Tendo em conta a chuva e as temperaturas baixas dos dias anteriores, neste primeiro sábado de 2018 existia a previsão de queda de neve acima dos 1000m. Ou seja, um atractivo suplementar para me levar a pensar numa aventura mais montanhosa.
Com isso em mente, existiam logo várias possibilidades para explorar: Gerês, Lindoso, Freita, Montemuro e Alvão, só para citar alguns exemplos de altimetrias generosas e com potencial para a acumulação de neve. Ponderados os concorrentes, e como já há alguns meses que me andava a apetecer regressar ao “miolo” do Montemuro, acabou por ser essa a minha escolha para primeira volta do ano.
Ao contrário da pesquisa exaustiva que costumo fazer noutras demandas, desta vez desenhei o percurso praticamente de cabeça e sem grandes floreados: rabisco simples, o mais directo possível ao planalto da serra e com uns 150km de extensão. Passada a ideia para o mapa, acabei por não falhar os cálculos por muito!
Há já algum tempo que não me coíbo de usar o comboio para encurtar as minhas deslocações em contexto de aventura ciclística. Não necessariamente para poupar quilómetros mas, sobretudo, para prolongar os bons quilómetros. Ou seja, ao invés de desperdiçar tempo a pedalar em estradas desinteressantes e potencialmente perigosas, prefiro investir esses quilómetros a zonas bem mais interessantes. E nesta primeira passeata de 2018 era precisamente esse expediente que iria colocar em prática.
Sairia então de Caíde em direcção ao Marco de Canaveses e daí para o planalto do Montemuro, via Oliveira do Douro, com o regresso a ser feito pelas Portas de Montemuro e de novo por Marco de Canaveses e Caíde. Por norma não gosto de repetir blocos do percurso mas desta vez abdicaria desse preciosismo em favor de um troço maior na serra. A tal lógica primordial de privilegiar a qualidade sempre que possível...
Chegado estava o dia de me fazer à estrada. Saída relativamente madrugadora para meia dúzia de pedaladas até ao apeadeiro, bem a tempo de comprar bilhete antes da chegada do comboio.
A composição entrou na plataforma à hora certa: 07h17. Entro e acomodo-me na zona destinada ao transporte de bicicletas. A viagem é relativamente curta e dura cerca de quarenta minutos. E só aqui já ganho 1 hora e meia de passeio extra…
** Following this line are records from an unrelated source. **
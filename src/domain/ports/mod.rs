use crate::domain::models::{
    member::Member,
    trainer::Trainer,
    session::{Session, Registration, SessionWithTrainer, AvailableSession, SessionRegistrant, BookingDetail},
    equipment::{Equipment, EquipmentUsage, UsageWithEquipment, UsageWithMember, UsageStats},
    membership::{MembershipPlan, Payment, PaymentWithPlan, PaymentDetail, PlanActiveCount},
    attendance::{Attendance, AttendanceWithMember, MemberAttendanceCount, DailyAttendance},
    auth::VerificationCode,
};
use crate::error::AppError;
use async_trait::async_trait;
use chrono::{DateTime, NaiveDate, Utc};

#[async_trait]
pub trait MemberRepository: Send + Sync {
    async fn create(&self, member: &Member) -> Result<Member, AppError>;
    async fn find_by_id(&self, id: &str) -> Result<Option<Member>, AppError>;
    async fn find_by_email(&self, email: &str) -> Result<Option<Member>, AppError>;
    async fn list_all(&self) -> Result<Vec<Member>, AppError>;
    async fn update(&self, member: &Member) -> Result<Member, AppError>;
    async fn count(&self) -> Result<i64, AppError>;
}

#[async_trait]
pub trait TrainerRepository: Send + Sync {
    async fn create(&self, trainer: &Trainer) -> Result<Trainer, AppError>;
    async fn find_by_id(&self, id: &str) -> Result<Option<Trainer>, AppError>;
    async fn find_by_email(&self, email: &str) -> Result<Option<Trainer>, AppError>;
    async fn list_all(&self) -> Result<Vec<Trainer>, AppError>;
    async fn update(&self, trainer: &Trainer) -> Result<Trainer, AppError>;
    async fn count(&self) -> Result<i64, AppError>;
}

#[async_trait]
pub trait SessionRepository: Send + Sync {
    async fn create(&self, session: &Session) -> Result<Session, AppError>;
    async fn find_by_id(&self, id: &str) -> Result<Option<Session>, AppError>;
    async fn find_detail(&self, id: &str) -> Result<Option<SessionWithTrainer>, AppError>;
    async fn list_with_trainer(&self) -> Result<Vec<SessionWithTrainer>, AppError>;
    async fn list_by_trainer(&self, trainer_id: &str) -> Result<Vec<Session>, AppError>;
    async fn list_available(&self) -> Result<Vec<AvailableSession>, AppError>;
    async fn update(&self, session: &Session) -> Result<Session, AppError>;
    /// Deletes the session and all of its registrations in one transaction.
    async fn delete_with_registrations(&self, id: &str) -> Result<(), AppError>;
    /// Inserts a registration only while the session still has free capacity.
    /// The capacity check and the insert are atomic against concurrent
    /// bookings; a full session yields `Conflict`.
    async fn register_member(&self, registration: &Registration) -> Result<Registration, AppError>;
    async fn find_registration(&self, member_id: &str, session_id: &str) -> Result<Option<Registration>, AppError>;
    async fn set_feedback(&self, member_id: &str, session_id: &str, feedback: &str) -> Result<Registration, AppError>;
    async fn list_registrants(&self, session_id: &str) -> Result<Vec<SessionRegistrant>, AppError>;
    async fn list_member_bookings(&self, member_id: &str) -> Result<Vec<BookingDetail>, AppError>;
    async fn count_registrations(&self, session_id: &str) -> Result<i64, AppError>;
    async fn count(&self) -> Result<i64, AppError>;
}

#[async_trait]
pub trait EquipmentRepository: Send + Sync {
    async fn create(&self, equipment: &Equipment) -> Result<Equipment, AppError>;
    async fn find_by_id(&self, id: &str) -> Result<Option<Equipment>, AppError>;
    async fn list_all(&self) -> Result<Vec<Equipment>, AppError>;
    async fn update(&self, equipment: &Equipment) -> Result<Equipment, AppError>;
    async fn record_usage(&self, usage: &EquipmentUsage) -> Result<EquipmentUsage, AppError>;
    async fn list_usage_by_member(&self, member_id: &str) -> Result<Vec<UsageWithEquipment>, AppError>;
    async fn usage_stats(&self, equipment_id: &str) -> Result<UsageStats, AppError>;
    async fn list_recent_usages(&self, equipment_id: &str, limit: i64) -> Result<Vec<UsageWithMember>, AppError>;
    async fn list_usage_in_range(&self, start: DateTime<Utc>, end: DateTime<Utc>) -> Result<Vec<UsageWithMember>, AppError>;
}

#[async_trait]
pub trait PlanRepository: Send + Sync {
    async fn create(&self, plan: &MembershipPlan) -> Result<MembershipPlan, AppError>;
    async fn find_by_id(&self, id: &str) -> Result<Option<MembershipPlan>, AppError>;
    async fn list_all(&self) -> Result<Vec<MembershipPlan>, AppError>;
    async fn update(&self, plan: &MembershipPlan) -> Result<MembershipPlan, AppError>;
    async fn delete(&self, id: &str) -> Result<(), AppError>;
    async fn member_count(&self, plan_id: &str) -> Result<i64, AppError>;
    async fn active_member_counts(&self, now: DateTime<Utc>) -> Result<Vec<PlanActiveCount>, AppError>;
}

#[async_trait]
pub trait PaymentRepository: Send + Sync {
    async fn create(&self, payment: &Payment) -> Result<Payment, AppError>;
    async fn list_by_member(&self, member_id: &str) -> Result<Vec<PaymentWithPlan>, AppError>;
    async fn list_all(&self) -> Result<Vec<PaymentDetail>, AppError>;
    async fn total_revenue(&self) -> Result<i64, AppError>;
}

#[async_trait]
pub trait AttendanceRepository: Send + Sync {
    async fn create(&self, attendance: &Attendance) -> Result<Attendance, AppError>;
    /// The member's open record (no check-out yet), if any.
    async fn find_open(&self, member_id: &str) -> Result<Option<Attendance>, AppError>;
    async fn find_open_for_day(&self, member_id: &str, day: NaiveDate) -> Result<Option<Attendance>, AppError>;
    async fn close(&self, id: &str, out_time: DateTime<Utc>) -> Result<Attendance, AppError>;
    async fn list_by_member(&self, member_id: &str, range: Option<(NaiveDate, NaiveDate)>) -> Result<Vec<Attendance>, AppError>;
    async fn list_all(&self, day: Option<NaiveDate>) -> Result<Vec<AttendanceWithMember>, AppError>;
    async fn count_for_day(&self, day: NaiveDate) -> Result<i64, AppError>;
    async fn stats_by_member(&self, start: NaiveDate, end: NaiveDate) -> Result<Vec<MemberAttendanceCount>, AppError>;
    async fn daily_counts(&self, start: NaiveDate, end: NaiveDate) -> Result<Vec<DailyAttendance>, AppError>;
}

#[async_trait]
pub trait VerificationRepository: Send + Sync {
    async fn upsert(&self, record: &VerificationCode) -> Result<(), AppError>;
    async fn find(&self, email: &str) -> Result<Option<VerificationCode>, AppError>;
    async fn delete(&self, email: &str) -> Result<(), AppError>;
}

#[async_trait]
pub trait EmailService: Send + Sync {
    async fn send(&self, recipient: &str, subject: &str, html_body: &str) -> Result<(), AppError>;
}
Se há algo que não gosto muito nas viagens de comboio no Inverno é a deficiente regulação da temperatura no interior da composição. Por norma a climatização está configurada para valores bem acima da temperatura de conforto (e não confundir “conforto” com “está mesmo quentinho aqui!”) o que leva a um incómodo choque térmico quando se enfrentam novamente os invernais 5ºC no exterior.
A estação de Caíde marca (para já...) o fim do ramal electrificado da linha do Douro. Daqui para a frente são as locomotivas a diesel que reinam. A estação em si é apenas mais um exemplo do mau casamento entre os edifícios típicos de estação portuguesa e a famosa amálgama de betão sensaborão dos anos 90. O resultado genérico e insípido dessa união nunca prende a minha atenção e, por isso, fiz-me à estrada sem perder muito tempo em contemplações arquitectónicas.
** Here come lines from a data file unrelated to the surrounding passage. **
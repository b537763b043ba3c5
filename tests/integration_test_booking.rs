mod common;

use axum::http::StatusCode;
use chrono::{Duration, Utc};
use common::{parse_body, TestApp};

fn tomorrow() -> String {
    (Utc::now() + Duration::days(1)).to_rfc3339()
}

#[tokio::test]
async fn test_booking_success_returns_detail() {
    let app = TestApp::new().await;
    let (trainer_token, _) = app.register_trainer("Tom", "tom@gym.com", "Yoga").await;
    let (member_token, _) = app.register_member("Alice", "alice@gym.com").await;

    let session_id = app.create_session(&trainer_token, "Morning Yoga", &tomorrow(), 10).await;

    let res = app.post(&format!("/api/sessions/{}/book", session_id), Some(&member_token), serde_json::json!({})).await;
    assert_eq!(res.status(), StatusCode::CREATED);

    let body = parse_body(res).await;
    assert_eq!(body["registration"]["session_details"]["name"], "Morning Yoga");
    assert_eq!(body["registration"]["session_details"]["trainer"]["name"], "Tom");
    assert_eq!(body["registration"]["session_details"]["trainer"]["speciality"], "Yoga");
}

#[tokio::test]
async fn test_booking_unknown_session_is_not_found() {
    let app = TestApp::new().await;
    let (member_token, _) = app.register_member("Alice", "alice@gym.com").await;

    let res = app.post("/api/sessions/does-not-exist/book", Some(&member_token), serde_json::json!({})).await;
    assert_eq!(res.status(), StatusCode::NOT_FOUND);
}

#[tokio::test]
async fn test_capacity_is_enforced() {
    let app = TestApp::new().await;
    let (trainer_token, _) = app.register_trainer("Tom", "tom@gym.com", "Yoga").await;
    let (member_a, _) = app.register_member("Alice", "alice@gym.com").await;
    let (member_b, _) = app.register_member("Bob", "bob@gym.com").await;

    let session_id = app.create_session(&trainer_token, "Tiny Class", &tomorrow(), 1).await;

    let res = app.post(&format!("/api/sessions/{}/book", session_id), Some(&member_a), serde_json::json!({})).await;
    assert_eq!(res.status(), StatusCode::CREATED);

    let res = app.post(&format!("/api/sessions/{}/book", session_id), Some(&member_b), serde_json::json!({})).await;
    assert_eq!(res.status(), StatusCode::CONFLICT);
    let body = parse_body(res).await;
    assert!(body["error"].as_str().unwrap().contains("full"));
}

#[tokio::test]
async fn test_double_booking_is_conflict() {
    let app = TestApp::new().await;
    let (trainer_token, _) = app.register_trainer("Tom", "tom@gym.com", "Yoga").await;
    let (member_token, member_id) = app.register_member("Alice", "alice@gym.com").await;

    let session_id = app.create_session(&trainer_token, "Spin", &tomorrow(), 5).await;

    let res = app.post(&format!("/api/sessions/{}/book", session_id), Some(&member_token), serde_json::json!({})).await;
    assert_eq!(res.status(), StatusCode::CREATED);

    let res = app.post(&format!("/api/sessions/{}/book", session_id), Some(&member_token), serde_json::json!({})).await;
    assert_eq!(res.status(), StatusCode::CONFLICT);
    let body = parse_body(res).await;
    assert!(body["error"].as_str().unwrap().contains("already booked"));

    // Still exactly one registration row.
    let count = app.state.session_repo.count_registrations(&session_id).await.unwrap();
    assert_eq!(count, 1);

    let registration = app.state.session_repo.find_registration(&member_id, &session_id).await.unwrap();
    assert!(registration.is_some());
}

#[tokio::test]
async fn test_concurrent_bookings_for_last_slot() {
    let app = TestApp::new().await;
    let (trainer_token, _) = app.register_trainer("Tom", "tom@gym.com", "Yoga").await;
    let (member_a, _) = app.register_member("Alice", "alice@gym.com").await;
    let (member_b, _) = app.register_member("Bob", "bob@gym.com").await;

    let session_id = app.create_session(&trainer_token, "Last Slot", &tomorrow(), 1).await;

    let uri = format!("/api/sessions/{}/book", session_id);
    let (res_a, res_b) = tokio::join!(
        app.post(&uri, Some(&member_a), serde_json::json!({})),
        app.post(&uri, Some(&member_b), serde_json::json!({})),
    );

    let successes = [res_a.status(), res_b.status()]
        .iter()
        .filter(|s| **s == StatusCode::CREATED)
        .count();
    assert_eq!(successes, 1, "exactly one of two concurrent bookings must win");

    let count = app.state.session_repo.count_registrations(&session_id).await.unwrap();
    assert_eq!(count, 1);
}

#[tokio::test]
async fn test_member_bookings_listing() {
    let app = TestApp::new().await;
    let (trainer_token, _) = app.register_trainer("Tom", "tom@gym.com", "Yoga").await;
    let (member_token, _) = app.register_member("Alice", "alice@gym.com").await;

    let session_id = app.create_session(&trainer_token, "Pilates", &tomorrow(), 3).await;
    app.post(&format!("/api/sessions/{}/book", session_id), Some(&member_token), serde_json::json!({})).await;

    let res = app.get("/api/members/bookings", Some(&member_token)).await;
    assert_eq!(res.status(), StatusCode::OK);

    let body = parse_body(res).await;
    let bookings = body["bookings"].as_array().unwrap();
    assert_eq!(bookings.len(), 1);
    assert_eq!(bookings[0]["session_details"]["name"], "Pilates");
    assert_eq!(bookings[0]["status"], "upcoming");
}

#[tokio::test]
async fn test_available_sessions_excludes_full() {
    let app = TestApp::new().await;
    let (trainer_token, _) = app.register_trainer("Tom", "tom@gym.com", "Yoga").await;
    let (member_token, _) = app.register_member("Alice", "alice@gym.com").await;

    let full_id = app.create_session(&trainer_token, "Full Class", &tomorrow(), 1).await;
    let open_id = app.create_session(&trainer_token, "Open Class", &tomorrow(), 2).await;

    app.post(&format!("/api/sessions/{}/book", full_id), Some(&member_token), serde_json::json!({})).await;
    app.post(&format!("/api/sessions/{}/book", open_id), Some(&member_token), serde_json::json!({})).await;

    // Public endpoint, no token.
    let res = app.get("/api/sessions/available", None).await;
    assert_eq!(res.status(), StatusCode::OK);

    let body = parse_body(res).await;
    let sessions = body["sessions"].as_array().unwrap();

    let ids: Vec<&str> = sessions.iter().map(|s| s["id"].as_str().unwrap()).collect();
    assert!(!ids.contains(&full_id.as_str()), "full session must not be listed");
    assert!(ids.contains(&open_id.as_str()));

    let open = sessions.iter().find(|s| s["id"] == open_id.as_str()).unwrap();
    assert_eq!(open["available_spots"], 1);
    assert_eq!(open["trainer_name"], "Tom");
}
As primeiras pedaladas são dadas no meio do manto de nevoeiro que preenche o cenário. Manto que iria deixar para trás temporariamente, mal começo a subir até à N15. Para já vou desentorpecendo as pernas, à medida que o corpo vai percebendo que irá ter um dia ocupado.
E não demora muito até que contorno a rotunda de Casais Novos. Aqui, encontra-se o início da N211, a estrada entre Penafiel e Venda Nova (Baião) que, mais uma vez, iria percorrer na totalidade.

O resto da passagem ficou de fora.